A bad monthly? Oh, he knows why, instantly opining on a number that is so open to error and misinterpretation as to be virtually meaningless.
These people walk through their life, and – unfortunately, if you work for one – yours, with the comfort of certainty.
Minds totally closed to uncertainty, unable to allow one opposing opinion; to do so would shatter their veneer of confidence.
Consider this:
“Am I sure? Is it really so? Is my preexisting opinion causing me to omit anything?“
And this:
“He has a gift for reconsideration. Reconsideration is hard; it takes courage. We have to deny ourselves the comfort of always being the same person, one who arrived at an answer some time ago and has never had any reason to doubt it.
In other words, we have to stay open (easy to say, in that confident, New Age way, but so hard to actually do, in the face of actual, grinding, terrifying life).
As we watch Chekhov continually, ritually doubt all conclusions, we’re comforted. It’s all right to reconsider. It’s noble — holy, even. It can be done.
We can do it.
We know this because of the example he leaves in his stories, which are, we might say, splendid, brief reconsideration machines.“
That’s the American author, George Saunders, who many consider the best living short story writer in the world. He’s describing the great Russian writer, Anton Chekhov. (If you’d like to read the book, about which I’ve posted before, it’s titled “A Swim in a Pond in the Rain.”)
I have sat in rooms with Radio executives who allow no uncertainty and who then destroy others’ careers.
Interestingly, the fault they see so clearly always involves someone other than themselves.

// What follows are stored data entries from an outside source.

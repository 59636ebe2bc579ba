//! `/v1/schemas` — mental-model lifecycle (§6, §3 Schema).

use axum::extract::{Path, Query, State};
use axum::Json;
use serde::{Deserialize, Serialize};

use cortex_consolidation::schema::SchemaOutcome;
use cortex_core::ids::{AgentId, SchemaId};
use cortex_core::models::Schema;
use cortex_kernel::{ContradictSchemaParams, MatchSchemasParams};

use crate::auth::AuthenticatedTenant;
use crate::error::ApiResult;
use crate::routes::memories::AgentScopedQuery;
use crate::routes::util::parse_id;
use crate::state::AppState;

pub async fn list_schemas(
    State(state): State<AppState>,
    AuthenticatedTenant(tenant): AuthenticatedTenant,
    Query(q): Query<AgentScopedQuery>,
) -> ApiResult<Json<Vec<Schema>>> {
    let agent_id: AgentId = parse_id(&q.agent_id, AgentId::parse)?;
    let schemas = state.kernel.list_schemas(tenant.id, agent_id).await?;
    Ok(Json(schemas))
}

#[derive(Deserialize)]
pub struct MatchSchemasRequest {
    pub agent_id: String,
    pub query: String,
    #[serde(default)]
    pub input_contexts: Vec<String>,
    pub time_of_day: Option<String>,
    #[serde(default = "default_limit")]
    pub limit: usize,
}

fn default_limit() -> usize {
    3
}

#[derive(Serialize)]
pub struct SchemaMatch {
    pub schema: Schema,
    pub score: f64,
}

pub async fn match_schemas(
    State(state): State<AppState>,
    AuthenticatedTenant(tenant): AuthenticatedTenant,
    Json(body): Json<MatchSchemasRequest>,
) -> ApiResult<Json<Vec<SchemaMatch>>> {
    let agent_id: AgentId = parse_id(&body.agent_id, AgentId::parse)?;
    let matches = state
        .kernel
        .match_schemas(MatchSchemasParams {
            tenant_id: tenant.id,
            agent_id,
            query: body.query,
            input_contexts: body.input_contexts,
            time_of_day: body.time_of_day,
            limit: body.limit,
        })
        .await?;
    Ok(Json(matches.into_iter().map(|(schema, score)| SchemaMatch { schema, score }).collect()))
}

pub async fn detect_schemas(
    State(state): State<AppState>,
    AuthenticatedTenant(tenant): AuthenticatedTenant,
    Query(q): Query<AgentScopedQuery>,
) -> ApiResult<Json<SchemaOutcome>> {
    let agent_id: AgentId = parse_id(&q.agent_id, AgentId::parse)?;
    let outcome = state.kernel.detect_schemas(tenant.id, agent_id).await?;
    Ok(Json(outcome))
}

pub async fn contradict_schema(
    State(state): State<AppState>,
    AuthenticatedTenant(tenant): AuthenticatedTenant,
    Path(id): Path<String>,
    Query(q): Query<AgentScopedQuery>,
) -> ApiResult<Json<Schema>> {
    let id: SchemaId = parse_id(&id, SchemaId::parse)?;
    let agent_id: AgentId = parse_id(&q.agent_id, AgentId::parse)?;
    let schema = state
        .kernel
        .contradict_schema(ContradictSchemaParams { tenant_id: tenant.id, agent_id, schema_id: id })
        .await?;
    Ok(Json(schema))
}

pub async fn validate_schema(
    State(state): State<AppState>,
    AuthenticatedTenant(tenant): AuthenticatedTenant,
    Path(id): Path<String>,
    Query(q): Query<AgentScopedQuery>,
) -> ApiResult<Json<Schema>> {
    let id: SchemaId = parse_id(&id, SchemaId::parse)?;
    let agent_id: AgentId = parse_id(&q.agent_id, AgentId::parse)?;
    let schema = state.kernel.validate_schema(tenant.id, agent_id, id).await?;
    Ok(Json(schema))
}

pub async fn delete_schema(
    State(state): State<AppState>,
    AuthenticatedTenant(tenant): AuthenticatedTenant,
    Path(id): Path<String>,
    Query(q): Query<AgentScopedQuery>,
) -> ApiResult<()> {
    let id: SchemaId = parse_id(&id, SchemaId::parse)?;
    let agent_id: AgentId = parse_id(&q.agent_id, AgentId::parse)?;
    state.kernel.delete_schema(tenant.id, agent_id, id).await?;
    Ok(())
}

They rarely have any real insight into why this station is successful and that one is not. And most are too insecure to admit that, especially to those signing their checks.
It’s easier – safer – to point to a song’s score in our music research, to declare with loud certainty that listeners want this, not that, when it comes to on-air content.
And the result…?
Well, the result is what you hear right now on the radio stations in your town.
Could the experience of listening to your station be different? Of course!
But that would require all those who affect the product you hear to have the self confidence to admit uncertainty.
To be open to reconsideration.
To admit they may have been wrong all this time.
Radio doesn’t have many with such courage today and you can clearly hear that every time you listen: safe, bland and boring…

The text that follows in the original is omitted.